At the virtual meeting of the American Society of Clinical Oncology (ASCO) last week, researchers revealed the interim results of the KEYNOTE-177 study that compared Keytuda with chemotherapy in patients with MSI-H/dMMR metastatic colon cancer.

The study on 307 patients showed that the Keytruda treatment group had 16.5 months in PFS, more than twice that of the chemotherapy group with 8.2 months.

Only 22 percent of the Keytruda-treated patients experienced adverse events of Grade 3 or higher, versus 66 percent of the chemotherapy group, the results showed.

Forty-eight percent of the patients in the Keytruda group survived without disease progression at 24 months, versus 19 percent in the chemo group. The Keytruda group’s objective response rate was 43.8 percent, compared to the chemo group’s 33.1 percent.

The Keytruda-treated group showed 11 percent complete remission (CR), 32.7 percent partial remission (PR), and 20.9 percent stable disease (SD). The chemo group’s CR, PR, and SD stood at 3.9 percent, 29.2 percent, and 42.2 percent, respectively.
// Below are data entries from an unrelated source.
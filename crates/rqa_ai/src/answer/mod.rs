use rqa_core::domain::{dedup_citations, Chunk, Citation, Flag};
use rqa_core::error::AppError;
use serde::{Deserialize, Serialize};
use tracing::{debug, warn};

use crate::guardrails::{hallucination_flag, is_refusal, redundancy_flag, unsupported_figures};
use crate::llm::Llm;

mod prompts;

pub use prompts::{context_blocks, guardrail_prompt, REFUSAL_ANSWER};

#[derive(Debug, Clone, Copy, Serialize, Deserialize, PartialEq, Eq)]
pub struct AnswerFlags {
    pub hallucination: Flag,
    pub redundancy: Flag,
}

#[derive(Debug, Clone, Serialize, Deserialize, PartialEq)]
pub struct AnswerResult {
    pub text: String,
    /// Derived from `sources`, de-duplicated by `(source, page)` in first-seen order.
    pub citations: Vec<Citation>,
    pub sources: Vec<Chunk>,
    pub flags: AnswerFlags,
    pub refused: bool,
    /// Figures in the answer that no context chunk contains. Informational.
    pub unsupported_figures: Vec<String>,
}

/// Answers `question` from `chunks` only. With no chunks the refusal sentence is
/// returned without calling the provider.
pub fn answer(llm: &dyn Llm, question: &str, chunks: &[Chunk]) -> Result<AnswerResult, AppError> {
    let text = if chunks.is_empty() {
        debug!("no context retrieved; refusing without generation");
        REFUSAL_ANSWER.to_string()
    } else {
        let prompt = guardrail_prompt(question.trim(), &context_blocks(chunks));
        llm.generate(&prompt)?
    };

    let citations = dedup_citations(chunks);
    let flags = AnswerFlags {
        hallucination: hallucination_flag(&citations),
        redundancy: redundancy_flag(&text),
    };
    let refused = is_refusal(&text);
    let unsupported = if refused {
        Vec::new()
    } else {
        unsupported_figures(&text, chunks)
    };

    if flags.redundancy.is_raised() {
        warn!(model = %llm.model_id(), "answer repeats lines");
    }
    if !unsupported.is_empty() {
        warn!(figures = ?unsupported, "answer contains figures absent from context");
    }

    Ok(AnswerResult {
        text,
        citations,
        sources: chunks.to_vec(),
        flags,
        refused,
        unsupported_figures: unsupported,
    })
}
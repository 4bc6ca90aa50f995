use rqa_core::error::{codes, AppError};

/// Validates a provider base URL and strips trailing slashes.
///
/// Accepts `http`/`https` with a non-empty host and an optional port in 1..=65535.
/// Userinfo (`user@host`) is rejected so a URL cannot smuggle a different host.
pub(crate) fn normalize_base_url(raw: &str) -> Result<String, AppError> {
    let base_url = raw.trim().trim_end_matches('/').to_string();
    let invalid = |why: &str| {
        AppError::new(codes::CONFIG_INVALID, "Invalid provider base URL")
            .with_details(format!("base_url={base_url}; {why}"))
    };

    let rest = base_url
        .strip_prefix("http://")
        .or_else(|| base_url.strip_prefix("https://"))
        .ok_or_else(|| invalid("scheme must be http or https"))?;
    let authority = rest.split('/').next().unwrap_or("");
    if authority.contains('@') {
        return Err(invalid("userinfo is not allowed"));
    }

    let (host, port) = if let Some(v6) = authority.strip_prefix('[') {
        let end = v6.find(']').ok_or_else(|| invalid("unterminated IPv6 host"))?;
        let after = &v6[end + 1..];
        let port = match after {
            "" => None,
            p => Some(p.strip_prefix(':').ok_or_else(|| invalid("malformed port"))?),
        };
        (&v6[..end], port)
    } else {
        match authority.split_once(':') {
            Some((h, p)) => (h, Some(p)),
            None => (authority, None),
        }
    };

    if host.is_empty() {
        return Err(invalid("host is empty"));
    }
    if let Some(p) = port {
        match p.parse::<u16>() {
            Ok(n) if n > 0 => {}
            _ => return Err(invalid("port must be within 1..=65535")),
        }
    }
    Ok(base_url)
}

/// Maps a ureq failure to `PROVIDER_FAILED`. Transport errors, 429 and 5xx are retryable;
/// retrying is left to the caller.
pub(crate) fn provider_error(what: &str, model: &str, err: ureq::Error) -> AppError {
    match err {
        ureq::Error::Status(status, resp) => {
            let body = resp.into_string().unwrap_or_default();
            AppError::new(codes::PROVIDER_FAILED, format!("{what} request failed"))
                .with_details(format!(
                    "status={status}; model={model}; body={}",
                    truncate_chars(body.trim(), 300)
                ))
                .with_retryable(status == 429 || status >= 500)
        }
        ureq::Error::Transport(t) => {
            AppError::new(codes::PROVIDER_FAILED, format!("Failed to call {what} endpoint"))
                .with_details(format!("model={model}; err={t}"))
                .with_retryable(true)
        }
    }
}

pub(crate) fn decode_error(what: &str, e: impl std::fmt::Display) -> AppError {
    AppError::new(codes::PROVIDER_FAILED, format!("Failed to decode {what} response"))
        .with_details(e.to_string())
}

pub(crate) fn truncate_chars(s: &str, max_chars: usize) -> &str {
    match s.char_indices().nth(max_chars) {
        Some((i, _)) => &s[..i],
        None => s,
    }
}
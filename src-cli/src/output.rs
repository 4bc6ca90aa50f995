use rqa_ai::pipeline::QaResponse;
use rqa_core::error::{codes, AppError};
use serde::Serialize;

use crate::commands::{BuildIndexReport, EvaluateReport, StatusReport};

#[derive(Debug, Clone, Copy, PartialEq, Eq)]
pub enum OutputFormat {
    Pretty,
    Json,
}

/// Human-readable rendering for `--output pretty`.
pub trait Render {
    fn render(&self) -> String;
}

pub fn emit<T: Serialize + Render>(format: OutputFormat, value: &T) -> Result<(), AppError> {
    match format {
        OutputFormat::Json => {
            let json = serde_json::to_string_pretty(value).map_err(|e| {
                AppError::new(codes::OUTPUT_FAILED, "Failed to encode JSON output")
                    .with_details(e.to_string())
            })?;
            println!("{json}");
        }
        OutputFormat::Pretty => print!("{}", value.render()),
    }
    Ok(())
}

impl Render for QaResponse {
    fn render(&self) -> String {
        let mut out = String::new();
        out.push_str(&format!("Answer:\n{}\n\n", self.answer.text.trim()));
        out.push_str("SOURCES:\n");
        if self.answer.citations.is_empty() {
            out.push_str("- (none)\n");
        }
        for c in &self.answer.citations {
            out.push_str(&format!("- {}\n", c.label()));
        }
        out.push_str(&format!(
            "\nFlags: hallucination={} redundancy={}\n",
            self.answer.flags.hallucination, self.answer.flags.redundancy
        ));
        if !self.answer.unsupported_figures.is_empty() {
            out.push_str(&format!(
                "Figures not found in sources: {}\n",
                self.answer.unsupported_figures.join(", ")
            ));
        }
        if let Some(e) = &self.log_error {
            out.push_str(&format!("warning: answer not logged: {e}\n"));
        }
        out
    }
}

impl Render for BuildIndexReport {
    fn render(&self) -> String {
        let mut out = String::new();
        out.push_str(&format!(
            "Indexed {} chunks from {} documents into {} (model {}, {} dims)\n",
            self.index.chunk_count,
            self.documents.len(),
            self.index_dir,
            self.index.model.as_deref().unwrap_or("-"),
            self.index.dims.unwrap_or(0)
        ));
        for d in &self.documents {
            out.push_str(&format!("- {}: {} pages, {} chunks\n", d.source, d.pages, d.chunks));
        }
        if !self.skipped.is_empty() {
            out.push_str(&format!("Skipped {} documents:\n", self.skipped.len()));
            for d in &self.skipped {
                out.push_str(&format!("- {}: {}\n", d.path, d.error));
            }
        }
        out
    }
}

impl Render for EvaluateReport {
    fn render(&self) -> String {
        let mut out = String::new();
        out.push_str(&format!(
            "Evaluated {} queries from {}; log written to {}\n",
            self.summary.total, self.queries_file, self.out_csv
        ));
        out.push_str(&format!("Hallucination flags: {}\n", self.summary.hallucination_flags));
        out.push_str(&format!("Redundancy flags: {}\n", self.summary.redundancy_flags));
        out.push_str(&format!("Refusals: {}\n", self.summary.refusals));
        out
    }
}

impl Render for StatusReport {
    fn render(&self) -> String {
        let mut out = String::new();
        match (&self.index, &self.index_error) {
            (Some(st), _) if st.ready => {
                out.push_str(&format!(
                    "Index: ready at {} ({} chunks, model {}, built {})\n",
                    self.index_dir,
                    st.chunk_count,
                    st.model.as_deref().unwrap_or("-"),
                    st.built_at.as_deref().unwrap_or("-")
                ));
                for src in &st.sources {
                    out.push_str(&format!("- {src}\n"));
                }
            }
            (_, Some(e)) => {
                out.push_str(&format!("Index: unreadable at {}: {e}\n", self.index_dir));
            }
            _ => out.push_str("Index: not built (run `regqa build-index`)\n"),
        }
        out.push_str(&format!(
            "Providers: embedding={} generation={}\n",
            self.embedding_provider, self.generation_provider
        ));
        let key = if self.openai_key_present { "set" } else { "not set" };
        out.push_str(&format!("OPENAI_API_KEY: {key}\n"));
        for h in &self.ollama {
            if h.ok {
                out.push_str(&format!("Ollama {}: reachable\n", h.base_url));
            } else {
                out.push_str(&format!("Ollama {}: unreachable ({})\n", h.base_url, h.message));
            }
        }
        out
    }
}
While 83 percent of the Keytruda group showed treatment response for two years or more, 35 percent of the chemo group did so.

Professor Thierry Andre of Sorbonne University in Paris, who made the presentation, said patients with MSI-H account for about 5 percent of all metastatic colorectal cancer patients. Patients with MSI-H can expect clinical benefits of anti-PD-1 inhibitors, including Keytruda, he said.

Andre noted that Keytruda already proved its antitumor activity and acceptable safety in phase-2 trials in patients with previously treated MSI-H metastatic colorectal cancer.

The U.S. approved Keytruda monotherapy, Opdivo monotherapy, and Opdivo-Yervoy combination therapy as the second-line treatment for patients with MSI-H/dMMR metastatic colorectal cancer.

“Pembrolizumab proved its benefit as the first-line therapy in this randomized, controlled trial. The results are sufficient to support that it should be a new standard of care,” Andre said.

“Immunotherapies like pembrolizumab have proved to be effective as second-line treatments for advanced disease,” said ASCO President Howard A. Burris. “Now, in studies like this one, we are starting to see significant efficacy for immunotherapies as first-line treatment for advanced cancers with specific genetic signatures. The data presented have the potential to change the standard of care.”

MSI-H/dMMR patients have been reported to have weaker DNA repair ability and experience an increase in other genetic mutations. Thus, they are likely to have a lower survival rate and a poor response to conventional chemotherapy.

Keytruda is the only FDA-authorized drug to be used in untreated MSI-H metastatic cancer patients, regardless of tumor type or site.